The new theorems presented in my talk come from three recent papers (in Arxiv), the first joint work with Moise Blanchard (MIT) and Quentin Louveaux (U. Liege) the second joint work with Christos Athanasiadis (U. Athens) and Zhenyang Zhang (UC Davis), the third with Sean Kafer (U. Waterloo) and Laura Sanita (Eidhoven U).

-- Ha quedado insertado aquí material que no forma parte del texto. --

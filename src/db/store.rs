//! Filesystem-backed blueprint store.
//!
//! Layout under the root directory:
//!
//! ```text
//! <root>/
//!   <book label>/
//!     000 - <entry name>.json
//!     001 - <entry name>.json
//!     version.txt
//!   _not_a_book/
//!     <item name>.json
//! ```

use std::fs;
use std::path::{Path, PathBuf};

use serde_json::Value;

use crate::blueprint::{BlueprintBook, BlueprintItem, BookEntry, ModelError, classify};
use crate::logging::{debug, info, warn};
use crate::migrate::{RenameTable, reconcile_label, rename_entities};

use super::error::{StoreError, io_error};
use super::filename::{
    entry_filename, parse_entry_filename, validate_book_name, validate_entry_name,
};
use super::types::{
    BookReport, EntryFailure, RewriteReport, StoreOutcome, StoredEntry, StoredItem, WriteOutcome,
};

/// Default root directory of the store.
pub const DEFAULT_LOCATION: &str = "blueprints-db";

/// Default directory for items that do not belong to a book.
pub const DEFAULT_UNGROUPED_FOLDER: &str = "_not_a_book";

/// Default name of the file holding a book's game version.
pub const DEFAULT_VERSION_MARKER: &str = "version.txt";

/// Blueprint store rooted at a directory.
#[derive(Debug, Clone)]
pub struct BlueprintDb {
    root: PathBuf,
    ungrouped: String,
    version_marker: String,
}

impl Default for BlueprintDb {
    fn default() -> Self {
        Self::new(DEFAULT_LOCATION)
    }
}

impl BlueprintDb {
    /// Store at `root` with the default folder and marker names.
    pub fn new(root: impl Into<PathBuf>) -> Self {
        Self {
            root: root.into(),
            ungrouped: DEFAULT_UNGROUPED_FOLDER.to_string(),
            version_marker: DEFAULT_VERSION_MARKER.to_string(),
        }
    }

    pub fn with_ungrouped_folder(mut self, name: impl Into<String>) -> Self {
        self.ungrouped = name.into();
        self
    }

    pub fn with_version_marker(mut self, name: impl Into<String>) -> Self {
        self.version_marker = name.into();
        self
    }

    pub fn root(&self) -> &Path {
        &self.root
    }

    pub fn ungrouped_folder(&self) -> &str {
        &self.ungrouped
    }

    pub fn version_marker(&self) -> &str {
        &self.version_marker
    }

    /// Directory of `book`. Names that would resolve outside the root
    /// (separators, `..`, absolute paths, empty) are rejected.
    fn book_dir(&self, book: &str) -> Result<PathBuf, StoreError> {
        validate_book_name(book)?;
        Ok(self.root.join(book))
    }

    /// Create the root and the standalone-items folder if missing.
    pub fn ensure_directories(&self) -> Result<(), StoreError> {
        let ungrouped = self.book_dir(&self.ungrouped)?;
        fs::create_dir_all(&ungrouped).map_err(io_error(&ungrouped))
    }

    /// Whether a directory for `book` exists.
    pub fn book_exists(&self, book: &str) -> bool {
        self.book_dir(book).is_ok_and(|dir| dir.is_dir())
    }

    /// Store a book as a directory, anything else as a standalone item.
    pub fn store_item(&self, item: &BlueprintItem) -> Result<StoreOutcome, StoreError> {
        if item.as_book().is_some() {
            self.store_book(item).map(StoreOutcome::Book)
        } else {
            self.store_single(item, None, None).map(StoreOutcome::Item)
        }
    }

    /// Replace the directory named after the book's label with one file per
    /// entry and a version marker.
    ///
    /// Existing `.json` files and the marker are removed first. Entries that
    /// cannot be written are reported in [`BookReport::failed`] without
    /// aborting the rest.
    pub fn store_book(&self, item: &BlueprintItem) -> Result<BookReport, StoreError> {
        let Some(book) = item.as_book() else {
            return Err(ModelError::NotABook(item.kind()).into());
        };
        let name = item.name();
        if name == self.ungrouped {
            return Err(StoreError::InvalidName {
                name: name.to_string(),
                reason: "reserved for standalone items",
            });
        }

        let directory = self.book_dir(name)?;
        let outcome = if directory.is_dir() {
            self.clear_book_dir(&directory)?;
            WriteOutcome::Updated
        } else {
            fs::create_dir_all(&directory).map_err(io_error(&directory))?;
            WriteOutcome::Created
        };
        info!(book = name, outcome = %outcome, entries = book.entries().len(), "storing book");

        let mut written = Vec::new();
        let mut failed = Vec::new();
        for (position, entry) in book.entries().iter().enumerate() {
            match write_book_entry(&directory, position, entry) {
                Ok(stored) => written.push(stored),
                Err(error) => {
                    warn!(book = name, position, error = %error, "skipping book entry");
                    failed.push(EntryFailure {
                        position,
                        index: entry.index,
                        name: entry.item.name().to_string(),
                        error,
                    });
                }
            }
        }

        let version = item.version();
        if let Some(version) = version {
            let marker = directory.join(&self.version_marker);
            fs::write(&marker, version.to_string()).map_err(io_error(&marker))?;
        }

        Ok(BookReport {
            book: name.to_string(),
            directory,
            outcome,
            written,
            failed,
            version,
        })
    }

    fn clear_book_dir(&self, directory: &Path) -> Result<(), StoreError> {
        for dir_entry in fs::read_dir(directory).map_err(io_error(directory))? {
            let dir_entry = dir_entry.map_err(io_error(directory))?;
            let path = dir_entry.path();
            if !path.is_file() {
                continue;
            }
            let Some(filename) = path.file_name().and_then(|n| n.to_str()) else {
                continue;
            };
            if parse_entry_filename(filename).is_some() || filename == self.version_marker {
                debug!(path = %path.display(), "removing stale file");
                fs::remove_file(&path).map_err(io_error(&path))?;
            }
        }
        Ok(())
    }

    /// Write one item file.
    ///
    /// With neither `book` nor `index`, the item goes to the standalone
    /// folder. Placing into a book requires an index; the standalone folder
    /// refuses one.
    pub fn store_single(
        &self,
        item: &BlueprintItem,
        index: Option<u64>,
        book: Option<&str>,
    ) -> Result<StoredItem, StoreError> {
        let book = book.unwrap_or(self.ungrouped.as_str());
        let ungrouped = book == self.ungrouped;
        match (ungrouped, index) {
            (true, Some(index)) => {
                return Err(StoreError::InvalidPlacement(format!(
                    "index {index} given for an item outside any book"
                )));
            }
            (false, None) => {
                return Err(StoreError::InvalidPlacement(format!(
                    "an index is required to place an item in book '{book}'"
                )));
            }
            _ => {}
        }
        let directory = self.book_dir(book)?;

        let name = item.name();
        validate_entry_name(name, index)?;

        fs::create_dir_all(&directory).map_err(io_error(&directory))?;

        let filename = entry_filename(name, index);
        let path = directory.join(&filename);
        let outcome = if path.exists() {
            WriteOutcome::Updated
        } else {
            WriteOutcome::Created
        };
        write_json(&path, &item.to_value())?;
        info!(book = book, file = %filename, outcome = %outcome, "stored item");

        Ok(StoredItem {
            book: book.to_string(),
            entry: StoredEntry {
                index,
                name: name.to_string(),
                filename,
            },
            path,
            outcome,
        })
    }

    /// Names of every book directory, sorted, with the standalone folder last.
    ///
    /// Directories that are not valid book names, hidden ones included, are
    /// skipped. A missing root lists as empty.
    pub fn list_books(&self) -> Result<Vec<String>, StoreError> {
        if !self.root.is_dir() {
            return Ok(Vec::new());
        }
        let mut books = Vec::new();
        let mut has_ungrouped = false;
        for dir_entry in fs::read_dir(&self.root).map_err(io_error(&self.root))? {
            let dir_entry = dir_entry.map_err(io_error(&self.root))?;
            if !dir_entry.path().is_dir() {
                continue;
            }
            let Ok(name) = dir_entry.file_name().into_string() else {
                continue;
            };
            if validate_book_name(&name).is_err() {
                debug!(name = %name, "skipping directory that is not a book name");
                continue;
            }
            if name == self.ungrouped {
                has_ungrouped = true;
            } else {
                books.push(name);
            }
        }
        books.sort();
        if has_ungrouped {
            books.push(self.ungrouped.clone());
        }
        Ok(books)
    }

    /// Item files of a book (or the standalone folder), in directory order.
    pub fn list_book(&self, book: &str) -> Result<Vec<StoredEntry>, StoreError> {
        let directory = self.book_dir(book)?;
        if !directory.is_dir() {
            return Err(StoreError::BookNotFound(book.to_string()));
        }

        let mut entries = Vec::new();
        for dir_entry in fs::read_dir(&directory).map_err(io_error(&directory))? {
            let dir_entry = dir_entry.map_err(io_error(&directory))?;
            if !dir_entry.path().is_file() {
                continue;
            }
            let Ok(filename) = dir_entry.file_name().into_string() else {
                continue;
            };
            if filename.starts_with('.') || filename == self.version_marker {
                continue;
            }
            if let Some(parsed) = parse_entry_filename(&filename) {
                entries.push(StoredEntry {
                    index: parsed.index,
                    name: parsed.name,
                    filename,
                });
            }
        }
        Ok(entries)
    }

    /// Path of a listed entry.
    pub fn entry_path(&self, book: &str, entry: &StoredEntry) -> Result<PathBuf, StoreError> {
        Ok(self.book_dir(book)?.join(&entry.filename))
    }

    /// Read and classify a listed entry.
    pub fn read_entry(&self, book: &str, entry: &StoredEntry) -> Result<BlueprintItem, StoreError> {
        read_item(&self.entry_path(book, entry)?)
    }

    /// Read the entry stored under `index` in `book`.
    pub fn find_entry(&self, book: &str, index: u64) -> Result<BlueprintItem, StoreError> {
        let entry = self
            .list_book(book)?
            .into_iter()
            .find(|entry| entry.index == Some(index))
            .ok_or_else(|| StoreError::EntryNotFound {
                book: book.to_string(),
                index,
            })?;
        self.read_entry(book, &entry)
    }

    /// Game version recorded for a book, if any.
    pub fn read_version_marker(&self, book: &str) -> Result<Option<u64>, StoreError> {
        let path = self.book_dir(book)?.join(&self.version_marker);
        if !path.is_file() {
            return Ok(None);
        }
        let content = fs::read_to_string(&path).map_err(io_error(&path))?;
        content
            .trim()
            .parse()
            .map(Some)
            .map_err(|_| StoreError::InvalidVersionMarker {
                path,
                content: content.trim().to_string(),
            })
    }

    /// Rebuild a book item from its directory.
    ///
    /// Entries appear in directory order with the index taken from their
    /// filename.
    pub fn assemble_book(&self, book: &str) -> Result<BlueprintItem, StoreError> {
        if book == self.ungrouped {
            return Err(StoreError::NotABookArea(book.to_string()));
        }
        let stored = self.list_book(book)?;

        let mut assembled = BlueprintBook::new(book);
        if let Some(version) = self.read_version_marker(book)? {
            assembled
                .body_mut()
                .insert("version".to_string(), Value::from(version));
        }
        for entry in &stored {
            let item = self.read_entry(book, entry)?;
            assembled.push(BookEntry {
                index: entry.index,
                item,
            });
        }
        debug!(book = book, entries = stored.len(), "assembled book");
        Ok(assembled.into())
    }

    /// [`assemble_book`](Self::assemble_book) as compact JSON.
    pub fn assemble_book_json(&self, book: &str) -> Result<String, StoreError> {
        let item = self.assemble_book(book)?;
        let directory = self.book_dir(book)?;
        serde_json::to_string(&item.to_value()).map_err(|source| StoreError::Json {
            path: directory,
            source,
        })
    }

    /// Apply `table` to every stored item, rewriting only files that change.
    pub fn migrate_entities(
        &self,
        table: &RenameTable,
        dry_run: bool,
    ) -> Result<RewriteReport, StoreError> {
        self.rewrite_all(dry_run, |item, _| rename_entities(item, table))
    }

    /// Set every stored item's label to the name in its filename.
    pub fn reconcile_labels(&self, dry_run: bool) -> Result<RewriteReport, StoreError> {
        self.rewrite_all(dry_run, |item, entry| reconcile_label(item, &entry.name))
    }

    fn rewrite_all<F>(&self, dry_run: bool, mut rewrite: F) -> Result<RewriteReport, StoreError>
    where
        F: FnMut(&mut BlueprintItem, &StoredEntry) -> bool,
    {
        let mut report = RewriteReport::default();
        for book in self.list_books()? {
            for entry in self.list_book(&book)? {
                let path = self.entry_path(&book, &entry)?;
                let mut item = read_item(&path)?;
                report.scanned += 1;
                if rewrite(&mut item, &entry) {
                    if dry_run {
                        info!(path = %path.display(), "would rewrite");
                    } else {
                        write_json(&path, &item.to_value())?;
                        debug!(path = %path.display(), "rewrote");
                    }
                    report.modified.push(path);
                }
            }
        }
        Ok(report)
    }
}

fn write_book_entry(
    directory: &Path,
    position: usize,
    entry: &BookEntry,
) -> Result<StoredEntry, StoreError> {
    let index = entry.index.ok_or(StoreError::MissingIndex { position })?;
    let name = entry.item.name();
    validate_entry_name(name, Some(index))?;
    let filename = entry_filename(name, Some(index));
    write_json(&directory.join(&filename), &entry.item.to_value())?;
    Ok(StoredEntry {
        index: Some(index),
        name: name.to_string(),
        filename,
    })
}

fn write_json(path: &Path, value: &Value) -> Result<(), StoreError> {
    let text = serde_json::to_string_pretty(value).map_err(|source| StoreError::Json {
        path: path.to_path_buf(),
        source,
    })?;
    fs::write(path, text).map_err(io_error(path))
}

fn read_item(path: &Path) -> Result<BlueprintItem, StoreError> {
    let text = fs::read_to_string(path).map_err(io_error(path))?;
    let value: Value = serde_json::from_str(&text).map_err(|source| StoreError::Json {
        path: path.to_path_buf(),
        source,
    })?;
    Ok(classify(value)?)
}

Felicitamos a los siguientes alumnos:

 

Erick Salvador Álvarez Valencia, quien ovtuvo el grado de Maestro en Ciencias con Especialidad en Computación y Matemáticas Industriales el pasado miécoles 12, con la presentación y defensa de su tesis Métodos de Deep Learning Aplicados a Colorización Automática de Imágenes y Transferencia de Estilos. En el jurado participaron el Dr. Johan Jozef Lode Van Horebeek (CIMAT), presidente; el Dr. Iván Cruz Aceves (CIMAT), secretario; y el Dr. Óscar Susano Dalmau Cedeño (CIMAT), vocal y director de la tesis.

 

Fernando Saldaña García, quien este viernes 14 obrtuvo el grado de Doctor en Ciencias con Orientación en Matemáticas Aplicadas, con la presentación y defensa de su tesis titulada Mathematical Modeling Approaches in Epidemiology: Within Host-Dynamics, Control Strategies and Cost-Effectiveness Analysis. El jurado estuvo integrado por el Dr. Marcos Aurelio Capistrán Ocampo (CIMAT), presidente; el Dr. Jorge Xicoténcatl Velasco Hernández (UNAM), secretario; el Dr. José Geiser Villavicencio Pulido (UAM), vocal; el Dr. Fernando Alarid Escudero (CIDE), vocal; y el Dr. José Ignacio Barradas Bribiesca (CIMAT), vocal y director de la tesis.